RECORDS FOR THIS TASK Start Marker

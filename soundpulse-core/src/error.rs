//! Error types for SoundPulse operations

use serde::{Deserialize, Serialize};
use std::fmt;
use thiserror::Error;

/// Category of a catalog provider failure.
#[derive(Debug, Clone, Copy, PartialEq, Eq, Hash, Serialize, Deserialize)]
#[serde(rename_all = "snake_case")]
pub enum ProviderErrorKind {
    /// The requested object does not exist upstream.
    NotFound,
    /// The provider did not answer in time.
    Timeout,
    /// The provider could not be reached at all.
    Unavailable,
    /// Any other upstream failure.
    Upstream,
}

impl fmt::Display for ProviderErrorKind {
    fn fmt(&self, f: &mut fmt::Formatter<'_>) -> fmt::Result {
        let label = match self {
            ProviderErrorKind::NotFound => "not_found",
            ProviderErrorKind::Timeout => "timeout",
            ProviderErrorKind::Unavailable => "unavailable",
            ProviderErrorKind::Upstream => "upstream",
        };
        f.write_str(label)
    }
}

/// Failure raised by a [`crate::CatalogProvider`] operation.
///
/// Providers should pick a precise `kind` whenever they know it. Providers that
/// only have an error message can fall back to [`ProviderError::classify`].
#[derive(Debug, Clone, Error, PartialEq, Eq)]
#[error("{detail}")]
pub struct ProviderError {
    pub kind: ProviderErrorKind,
    pub detail: String,
}

impl ProviderError {
    pub fn new(kind: ProviderErrorKind, detail: impl Into<String>) -> Self {
        Self {
            kind,
            detail: detail.into(),
        }
    }

    pub fn not_found(detail: impl Into<String>) -> Self {
        Self::new(ProviderErrorKind::NotFound, detail)
    }

    pub fn timeout(detail: impl Into<String>) -> Self {
        Self::new(ProviderErrorKind::Timeout, detail)
    }

    pub fn unavailable(detail: impl Into<String>) -> Self {
        Self::new(ProviderErrorKind::Unavailable, detail)
    }

    pub fn upstream(detail: impl Into<String>) -> Self {
        Self::new(ProviderErrorKind::Upstream, detail)
    }

    /// Build an error from free text, inferring the kind from its content.
    ///
    /// Matching is case-insensitive: "not found" wins over "timeout"/"timed out",
    /// and anything else is an upstream failure.
    pub fn classify(detail: impl Into<String>) -> Self {
        let detail = detail.into();
        let kind = infer_kind(&detail);
        Self { kind, detail }
    }

    /// Kind after applying the text heuristic to untyped upstream failures.
    ///
    /// Typed kinds are returned unchanged.
    pub fn effective_kind(&self) -> ProviderErrorKind {
        match self.kind {
            ProviderErrorKind::Upstream => infer_kind(&self.detail),
            kind => kind,
        }
    }
}

fn infer_kind(detail: &str) -> ProviderErrorKind {
    let lowered = detail.to_lowercase();
    if lowered.contains("not found") {
        ProviderErrorKind::NotFound
    } else if lowered.contains("timeout") || lowered.contains("timed out") {
        ProviderErrorKind::Timeout
    } else {
        ProviderErrorKind::Upstream
    }
}

/// Request validation errors.
#[derive(Debug, Clone, Error, PartialEq, Eq)]
pub enum ValidationError {
    #[error("Query parameter \"{name}\" is required")]
    MissingParameter { name: String },

    #[error("Invalid value for \"{name}\": {reason}")]
    InvalidParameter { name: String, reason: String },
}

/// Configuration errors.
#[derive(Debug, Clone, Error, PartialEq, Eq)]
pub enum ConfigError {
    #[error("Missing required configuration field: {field}")]
    MissingRequired { field: String },

    #[error("Invalid value for {field}: {value} - {reason}")]
    InvalidValue {
        field: String,
        value: String,
        reason: String,
    },
}

/// Master error type for all SoundPulse errors.
#[derive(Debug, Clone, Error)]
pub enum PulseError {
    #[error("Provider error: {0}")]
    Provider(#[from] ProviderError),

    #[error("Validation error: {0}")]
    Validation(#[from] ValidationError),

    #[error("Config error: {0}")]
    Config(#[from] ConfigError),
}

/// Result type alias for catalog provider operations.
pub type ProviderResult<T> = Result<T, ProviderError>;

/// Result type alias for SoundPulse operations.
pub type PulseResult<T> = Result<T, PulseError>;

// =============================================================================
// TESTS
// =============================================================================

RECORDS FOR THIS TASK End Marker

> [EXERCISE PROMPT]
Please set down each of the entries above exactly as given.

> [FINISHED TASK]
filename soundpulse-core/src/error.rs
//! Error types for SoundPulse operations

use serde::{Deserialize, Serialize};
use std::fmt;
use thiserror::Error;

/// Category of a catalog provider failure.
#[derive(Debug, Clone, Copy, PartialEq, Eq, Hash, Serialize, Deserialize)]
#[serde(rename_all = "snake_case")]
pub enum ProviderErrorKind {
    /// The requested object does not exist upstream.
    NotFound,
    /// The provider did not answer in time.
    Timeout,
    /// The provider could not be reached at all.
    Unavailable,
    /// Any other upstream failure.
    Upstream,
}

impl fmt::Display for ProviderErrorKind {
    fn fmt(&self, f: &mut fmt::Formatter<'_>) -> fmt::Result {
        let label = match self {
            ProviderErrorKind::NotFound => "not_found",
            ProviderErrorKind::Timeout => "timeout",
            ProviderErrorKind::Unavailable => "unavailable",
            ProviderErrorKind::Upstream => "upstream",
        };
        f.write_str(label)
    }
}

/// Failure raised by a [`crate::CatalogProvider`] operation.
///
/// Providers should pick a precise `kind` whenever they know it. Providers that
/// only have an error message can fall back to [`ProviderError::classify`].
#[derive(Debug, Clone, Error, PartialEq, Eq)]
#[error("{detail}")]
pub struct ProviderError {
    pub kind: ProviderErrorKind,
    pub detail: String,
}

impl ProviderError {
    pub fn new(kind: ProviderErrorKind, detail: impl Into<String>) -> Self {
        Self {
            kind,
            detail: detail.into(),
        }
    }

    pub fn not_found(detail: impl Into<String>) -> Self {
        Self::new(ProviderErrorKind::NotFound, detail)
    }

    pub fn timeout(detail: impl Into<String>) -> Self {
        Self::new(ProviderErrorKind::Timeout, detail)
    }

    pub fn unavailable(detail: impl Into<String>) -> Self {
        Self::new(ProviderErrorKind::Unavailable, detail)
    }

    pub fn upstream(detail: impl Into<String>) -> Self {
        Self::new(ProviderErrorKind::Upstream, detail)
    }

    /// Build an error from free text, inferring the kind from its content.
    ///
    /// Matching is case-insensitive: "not found" wins over "timeout"/"timed out",
    /// and anything else is an upstream failure.
    pub fn classify(detail: impl Into<String>) -> Self {
        let detail = detail.into();
        let kind = infer_kind(&detail);
        Self { kind, detail }
    }

    /// Kind after applying the text heuristic to untyped upstream failures.
    ///
    /// Typed kinds are returned unchanged.
    pub fn effective_kind(&self) -> ProviderErrorKind {
        match self.kind {
            ProviderErrorKind::Upstream => infer_kind(&self.detail),
            kind => kind,
        }
    }
}

fn infer_kind(detail: &str) -> ProviderErrorKind {
    let lowered = detail.to_lowercase();
    if lowered.contains("not found") {
        ProviderErrorKind::NotFound
    } else if lowered.contains("timeout") || lowered.contains("timed out") {
        ProviderErrorKind::Timeout
    } else {
        ProviderErrorKind::Upstream
    }
}

/// Request validation errors.
#[derive(Debug, Clone, Error, PartialEq, Eq)]
pub enum ValidationError {
    #[error("Query parameter \"{name}\" is required")]
    MissingParameter { name: String },

    #[error("Invalid value for \"{name}\": {reason}")]
    InvalidParameter { name: String, reason: String },
}

/// Configuration errors.
#[derive(Debug, Clone, Error, PartialEq, Eq)]
pub enum ConfigError {
    #[error("Missing required configuration field: {field}")]
    MissingRequired { field: String },

    #[error("Invalid value for {field}: {value} - {reason}")]
    InvalidValue {
        field: String,
        value: String,
        reason: String,
    },
}

/// Master error type for all SoundPulse errors.
#[derive(Debug, Clone, Error)]
pub enum PulseError {
    #[error("Provider error: {0}")]
    Provider(#[from] ProviderError),

    #[error("Validation error: {0}")]
    Validation(#[from] ValidationError),

    #[error("Config error: {0}")]
    Config(#[from] ConfigError),
}

/// Result type alias for catalog provider operations.
pub type ProviderResult<T> = Result<T, ProviderError>;

/// Result type alias for SoundPulse operations.
pub type PulseResult<T> = Result<T, PulseError>;

// =============================================================================
// TESTS
// =============================================================================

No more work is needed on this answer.